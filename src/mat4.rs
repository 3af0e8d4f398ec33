//! 4×4 matrix math for the model/view/projection pipeline.
//!
//! Matrices are plain `[f32; 16]` buffers in column-major order
//! (`m[column * 4 + row]`), the layout WGSL `mat4x4<f32>` expects, so they can
//! be written to a uniform buffer unchanged. Angles are in degrees.
//!
//! The constructors return fresh matrices. [`translate`] is the only mutating
//! operation and writes through an exclusive borrow of the caller's buffer.

use crate::error::{Error, Result};
use glam::{Vec3, Vec4};

/// 4×4 column-major matrix.
pub type Matrix4x4 = [f32; 16];

/// Multiplicative identity.
#[rustfmt::skip]
pub const IDENTITY: Matrix4x4 = [
    1.0, 0.0, 0.0, 0.0, // col 0
    0.0, 1.0, 0.0, 0.0, // col 1
    0.0, 0.0, 1.0, 0.0, // col 2
    0.0, 0.0, 0.0, 1.0, // col 3
];

/// Squared length below which a look-at axis is treated as degenerate.
const DEGENERATE_EPSILON: f32 = 1e-12;

/// Returns a fresh identity matrix.
pub fn identity() -> Matrix4x4 {
    IDENTITY
}

/// OpenGL-style right-handed perspective projection onto the `[-1, 1]` clip cube.
///
/// wgpu clips normalized depth to `[0, 1]`, not `[-1, 1]`. Under wgpu the
/// visible range therefore starts where this matrix maps depth to 0, at eye
/// distance `2 * near * far / (far + near)` (about `2 * near` when
/// `far >> near`), instead of at `near`.
///
/// # Errors
///
/// [`Error::InvalidParameter`] when `fov_y_degrees` is outside `(0, 180)`,
/// `aspect` is not a finite positive number, either clip plane is not finite,
/// or `near == far`.
pub fn perspective(fov_y_degrees: f32, aspect: f32, near: f32, far: f32) -> Result<Matrix4x4> {
    if !(fov_y_degrees > 0.0 && fov_y_degrees < 180.0) {
        return Err(Error::invalid(
            "fov_y_degrees",
            format!("must be inside (0, 180), got {fov_y_degrees}"),
        ));
    }
    if !aspect.is_finite() || aspect <= 0.0 {
        return Err(Error::invalid(
            "aspect",
            format!("must be a finite positive number, got {aspect}"),
        ));
    }
    if !near.is_finite() || !far.is_finite() {
        return Err(Error::invalid(
            "near/far",
            format!("clip planes must be finite, got {near} and {far}"),
        ));
    }
    if near == far {
        return Err(Error::invalid(
            "near/far",
            format!("clip planes must differ, both are {near}"),
        ));
    }

    let tan_half_fov = (fov_y_degrees / 2.0).to_radians().tan();
    let depth = far - near;

    let mut m = [0.0; 16];
    m[0] = 1.0 / (aspect * tan_half_fov);
    m[5] = 1.0 / tan_half_fov;
    m[10] = -(far + near) / depth;
    m[11] = -1.0;
    m[14] = -(2.0 * far * near) / depth;
    Ok(m)
}

/// Right-handed view matrix looking from `eye` toward `center`.
///
/// The translation column is the rotation applied to `-eye`, composed through
/// [`translate`].
///
/// # Errors
///
/// [`Error::InvalidParameter`] when any component is NaN or infinite, or when
/// `eye` and `center` are so far apart that their distance overflows.
/// [`Error::DegenerateBasis`] when `eye == center` or when the view direction
/// is parallel to `up`.
pub fn look_at(eye: Vec3, center: Vec3, up: Vec3) -> Result<Matrix4x4> {
    for (name, v) in [("eye", eye), ("center", center), ("up", up)] {
        if !v.is_finite() {
            return Err(Error::invalid(name, format!("must be finite, got {v}")));
        }
    }

    let forward = center - eye;
    let distance_squared = forward.length_squared();
    if !distance_squared.is_finite() {
        return Err(Error::invalid(
            "eye/center",
            format!("distance between {eye} and {center} overflows f32"),
        ));
    }
    if distance_squared <= DEGENERATE_EPSILON {
        return Err(Error::DegenerateBasis("eye and center coincide"));
    }
    let f = forward.normalize();

    let side = f.cross(up);
    if side.length_squared() <= DEGENERATE_EPSILON {
        return Err(Error::DegenerateBasis("view direction is parallel to up"));
    }
    let s = side.normalize();
    let u = s.cross(f);

    #[rustfmt::skip]
    let mut m = [
        s.x, u.x, -f.x, 0.0,
        s.y, u.y, -f.y, 0.0,
        s.z, u.z, -f.z, 0.0,
        0.0, 0.0,  0.0, 1.0,
    ];
    translate(&mut m, -eye.x, -eye.y, -eye.z);
    Ok(m)
}

/// Right-multiplies `matrix` by a translation, in place.
///
/// Column 3 becomes `col0 * x + col1 * y + col2 * z + col3`; the upper 3×3
/// block is left untouched.
pub fn translate(matrix: &mut Matrix4x4, x: f32, y: f32, z: f32) {
    for row in 0..4 {
        matrix[12 + row] =
            matrix[row] * x + matrix[4 + row] * y + matrix[8 + row] * z + matrix[12 + row];
    }
}

/// Column-major product `a × b`.
pub fn multiply(a: &Matrix4x4, b: &Matrix4x4) -> Matrix4x4 {
    let mut out = [0.0f32; 16];
    for col in 0..4 {
        for row in 0..4 {
            let mut sum = 0.0;
            for k in 0..4 {
                sum += a[k * 4 + row] * b[col * 4 + k];
            }
            out[col * 4 + row] = sum;
        }
    }
    out
}

/// Applies `m` to the column vector `v`.
pub fn transform(m: &Matrix4x4, v: Vec4) -> Vec4 {
    glam::Mat4::from_cols_array(m) * v
}

/// Inverse-transpose of `model`, used to carry normals into world space.
///
/// A singular `model` yields a non-finite matrix, as `glam` does.
pub fn normal_matrix(model: &Matrix4x4) -> Matrix4x4 {
    glam::Mat4::from_cols_array(model)
        .inverse()
        .transpose()
        .to_cols_array()
}

#[cfg(test)]
mod tests {
    use super::*;

    const EPS: f32 = 1e-5;

    fn approx_eq(a: &Matrix4x4, b: &Matrix4x4, eps: f32) -> bool {
        a.iter().zip(b.iter()).all(|(x, y)| (x - y).abs() < eps)
    }

    fn approx_vec(a: Vec4, b: Vec4) -> bool {
        (a - b).abs().max_element() < EPS
    }

    #[test]
    fn identity_is_column_major_unit_diagonal() {
        let m = identity();
        for col in 0..4 {
            for row in 0..4 {
                let expected = if col == row { 1.0 } else { 0.0 };
                assert_eq!(m[col * 4 + row], expected);
            }
        }
        assert_eq!(m, glam::Mat4::IDENTITY.to_cols_array());
    }

    #[test]
    fn zero_translate_leaves_identity_unchanged() {
        let mut m = identity();
        translate(&mut m, 0.0, 0.0, 0.0);
        assert_eq!(m, IDENTITY);
    }

    #[test]
    fn translate_identity_sets_translation_column() {
        let mut m = identity();
        translate(&mut m, 1.0, 2.0, 3.0);
        assert_eq!(&m[12..16], &[1.0, 2.0, 3.0, 1.0]);
        assert_eq!(&m[..12], &IDENTITY[..12]);
    }

    #[test]
    fn translate_follows_the_matrix_basis() {
        // 90 degrees about Y: +X maps to -Z
        let mut m = glam::Mat4::from_rotation_y(std::f32::consts::FRAC_PI_2).to_cols_array();
        let rotation = m;
        translate(&mut m, 1.0, 0.0, 0.0);

        assert!(m[12].abs() < EPS);
        assert!(m[13].abs() < EPS);
        assert!((m[14] + 1.0).abs() < EPS);
        assert_eq!(&m[..12], &rotation[..12]);
    }

    #[test]
    fn translate_round_trip_restores_column() {
        let mut m = look_at(Vec3::new(3.0, 1.5, -2.0), Vec3::ZERO, Vec3::Y).unwrap();
        let original = m;

        translate(&mut m, 1.0, 0.0, 0.0);
        translate(&mut m, -1.0, 0.0, 0.0);

        assert!(approx_eq(&m, &original, EPS));
    }

    #[test]
    fn translate_matches_right_multiplication() {
        let base = look_at(Vec3::new(1.0, 2.0, 3.0), Vec3::new(0.0, 0.5, 0.0), Vec3::Y).unwrap();
        let mut m = base;
        translate(&mut m, 0.5, -1.5, 2.0);

        let expected = glam::Mat4::from_cols_array(&base)
            * glam::Mat4::from_translation(Vec3::new(0.5, -1.5, 2.0));
        assert!(approx_eq(&m, &expected.to_cols_array(), EPS));
    }

    #[test]
    fn perspective_square_aspect_has_equal_scales() {
        let p = perspective(90.0, 1.0, 0.1, 100.0).unwrap();
        assert_eq!(p[0], p[5]);
        assert_eq!(p[11], -1.0);
        assert_eq!(p[15], 0.0);
        // tan(45 degrees) = 1
        assert!((p[5] - 1.0).abs() < EPS);
    }

    #[test]
    fn perspective_layout() {
        let (fov, aspect, near, far) = (45.0f32, 16.0 / 9.0, 0.1, 100.0);
        let p = perspective(fov, aspect, near, far).unwrap();
        let f = 1.0 / (fov / 2.0).to_radians().tan();

        assert!((p[0] - f / aspect).abs() < EPS);
        assert!((p[5] - f).abs() < EPS);
        assert!((p[10] + (far + near) / (far - near)).abs() < EPS);
        assert!((p[14] + 2.0 * far * near / (far - near)).abs() < EPS);
        for i in [1, 2, 3, 4, 6, 7, 8, 9, 12, 13, 15] {
            assert_eq!(p[i], 0.0, "entry {i}");
        }
    }

    #[test]
    fn perspective_agrees_with_glam() {
        let p = perspective(60.0, 1.5, 0.5, 50.0).unwrap();
        let expected = glam::Mat4::perspective_rh_gl(60f32.to_radians(), 1.5, 0.5, 50.0);
        assert!(approx_eq(&p, &expected.to_cols_array(), EPS));
    }

    #[test]
    fn perspective_maps_near_and_far_to_clip_cube() {
        let p = perspective(45.0, 1.0, 0.1, 100.0).unwrap();

        let near = transform(&p, Vec4::new(0.0, 0.0, -0.1, 1.0));
        assert!((near.z / near.w + 1.0).abs() < 1e-4);

        let far = transform(&p, Vec4::new(0.0, 0.0, -100.0, 1.0));
        assert!((far.z / far.w - 1.0).abs() < 1e-4);
    }

    #[test]
    fn perspective_zero_depth_sits_at_doubled_near() {
        let (near, far) = (0.1f32, 100.0f32);
        let p = perspective(45.0, 1.0, near, far).unwrap();
        let d = 2.0 * near * far / (far + near);

        let clip = transform(&p, Vec4::new(0.0, 0.0, -d, 1.0));
        assert!((clip.z / clip.w).abs() < 1e-4);
    }

    #[test]
    fn perspective_rejects_bad_parameters() {
        assert!(matches!(
            perspective(45.0, 0.0, 0.1, 100.0),
            Err(Error::InvalidParameter { name: "aspect", .. })
        ));
        assert!(matches!(
            perspective(45.0, -1.0, 0.1, 100.0),
            Err(Error::InvalidParameter { name: "aspect", .. })
        ));
        assert!(matches!(
            perspective(45.0, 1.0, 5.0, 5.0),
            Err(Error::InvalidParameter { name: "near/far", .. })
        ));
        assert!(matches!(
            perspective(45.0, 1.0, 0.1, f32::INFINITY),
            Err(Error::InvalidParameter { name: "near/far", .. })
        ));
        for fov in [0.0, 180.0, -10.0, f32::NAN] {
            assert!(matches!(
                perspective(fov, 1.0, 0.1, 100.0),
                Err(Error::InvalidParameter { name: "fov_y_degrees", .. })
            ));
        }
    }

    #[test]
    fn look_at_rejects_non_finite_vectors() {
        for bad in [f32::NAN, f32::INFINITY, f32::NEG_INFINITY] {
            assert!(matches!(
                look_at(Vec3::new(bad, 1.5, 3.0), Vec3::ZERO, Vec3::Y),
                Err(Error::InvalidParameter { name: "eye", .. })
            ));
            assert!(matches!(
                look_at(Vec3::new(0.0, 1.5, 3.0), Vec3::new(0.0, bad, 0.0), Vec3::Y),
                Err(Error::InvalidParameter { name: "center", .. })
            ));
            assert!(matches!(
                look_at(Vec3::new(0.0, 1.5, 3.0), Vec3::ZERO, Vec3::new(0.0, 0.0, bad)),
                Err(Error::InvalidParameter { name: "up", .. })
            ));
        }
    }

    #[test]
    fn look_at_rejects_overflowing_distance() {
        let eye = Vec3::new(f32::MAX, 0.0, 0.0);
        let center = Vec3::new(-f32::MAX, 0.0, 0.0);
        assert!(matches!(
            look_at(eye, center, Vec3::Y),
            Err(Error::InvalidParameter { name: "eye/center", .. })
        ));
    }

    #[test]
    fn look_at_moves_eye_to_origin() {
        let view = look_at(Vec3::new(0.0, 0.0, 5.0), Vec3::ZERO, Vec3::Y).unwrap();
        let eye = transform(&view, Vec4::new(0.0, 0.0, 5.0, 1.0));
        assert!(approx_vec(eye, Vec4::new(0.0, 0.0, 0.0, 1.0)));

        // The target ends up straight ahead on -Z.
        let target = transform(&view, Vec4::new(0.0, 0.0, 0.0, 1.0));
        assert!(approx_vec(target, Vec4::new(0.0, 0.0, -5.0, 1.0)));
    }

    #[test]
    fn look_at_agrees_with_glam() {
        let eye = Vec3::new(2.1, 1.5, 2.1);
        let view = look_at(eye, Vec3::ZERO, Vec3::Y).unwrap();
        let expected = glam::Mat4::look_at_rh(eye, Vec3::ZERO, Vec3::Y);
        assert!(approx_eq(&view, &expected.to_cols_array(), EPS));
    }

    #[test]
    fn look_at_translation_is_rotated_negative_eye() {
        let eye = Vec3::new(-1.0, 4.0, 2.0);
        let view = look_at(eye, Vec3::new(0.5, 0.0, 0.0), Vec3::Y).unwrap();

        let mut rotation = view;
        rotation[12] = 0.0;
        rotation[13] = 0.0;
        rotation[14] = 0.0;
        let expected = transform(&rotation, (-eye).extend(0.0));

        assert!((view[12] - expected.x).abs() < EPS);
        assert!((view[13] - expected.y).abs() < EPS);
        assert!((view[14] - expected.z).abs() < EPS);
        assert_eq!(view[15], 1.0);
    }

    #[test]
    fn look_at_rejects_degenerate_basis() {
        assert!(matches!(
            look_at(Vec3::new(0.0, 5.0, 0.0), Vec3::ZERO, Vec3::Y),
            Err(Error::DegenerateBasis(_))
        ));
        assert!(matches!(
            look_at(Vec3::ONE, Vec3::ONE, Vec3::Y),
            Err(Error::DegenerateBasis(_))
        ));
    }

    #[test]
    fn multiply_by_identity_is_noop() {
        let p = perspective(45.0, 1.0, 0.1, 100.0).unwrap();
        assert!(approx_eq(&multiply(&p, &IDENTITY), &p, 1e-6));
        assert!(approx_eq(&multiply(&IDENTITY, &p), &p, 1e-6));
    }

    #[test]
    fn multiply_agrees_with_glam() {
        let a = look_at(Vec3::new(1.0, 2.0, 3.0), Vec3::ZERO, Vec3::Y).unwrap();
        let b = perspective(70.0, 1.3, 0.2, 30.0).unwrap();
        let expected = glam::Mat4::from_cols_array(&a) * glam::Mat4::from_cols_array(&b);
        assert!(approx_eq(&multiply(&a, &b), &expected.to_cols_array(), 1e-4));
    }

    #[test]
    fn normal_matrix_of_identity_is_identity() {
        assert!(approx_eq(&normal_matrix(&IDENTITY), &IDENTITY, 1e-6));
    }

    #[test]
    fn normal_matrix_undoes_non_uniform_scale() {
        let model = glam::Mat4::from_scale(Vec3::new(2.0, 1.0, 1.0)).to_cols_array();
        let n = normal_matrix(&model);
        assert!((n[0] - 0.5).abs() < 1e-6);
        assert!((n[5] - 1.0).abs() < 1e-6);
    }
}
..........
> **TASK REQUIREMENTS**: Whenever the word "target" shows up in a line of the entries, list that line.

> **ANSWER SPACE**:
        // The target ends up straight ahead on -Z.
        let target = transform(&view, Vec4::new(0.0, 0.0, 0.0, 1.0));
        assert!(approx_vec(target, Vec4::new(0.0, 0.0, -5.0, 1.0)));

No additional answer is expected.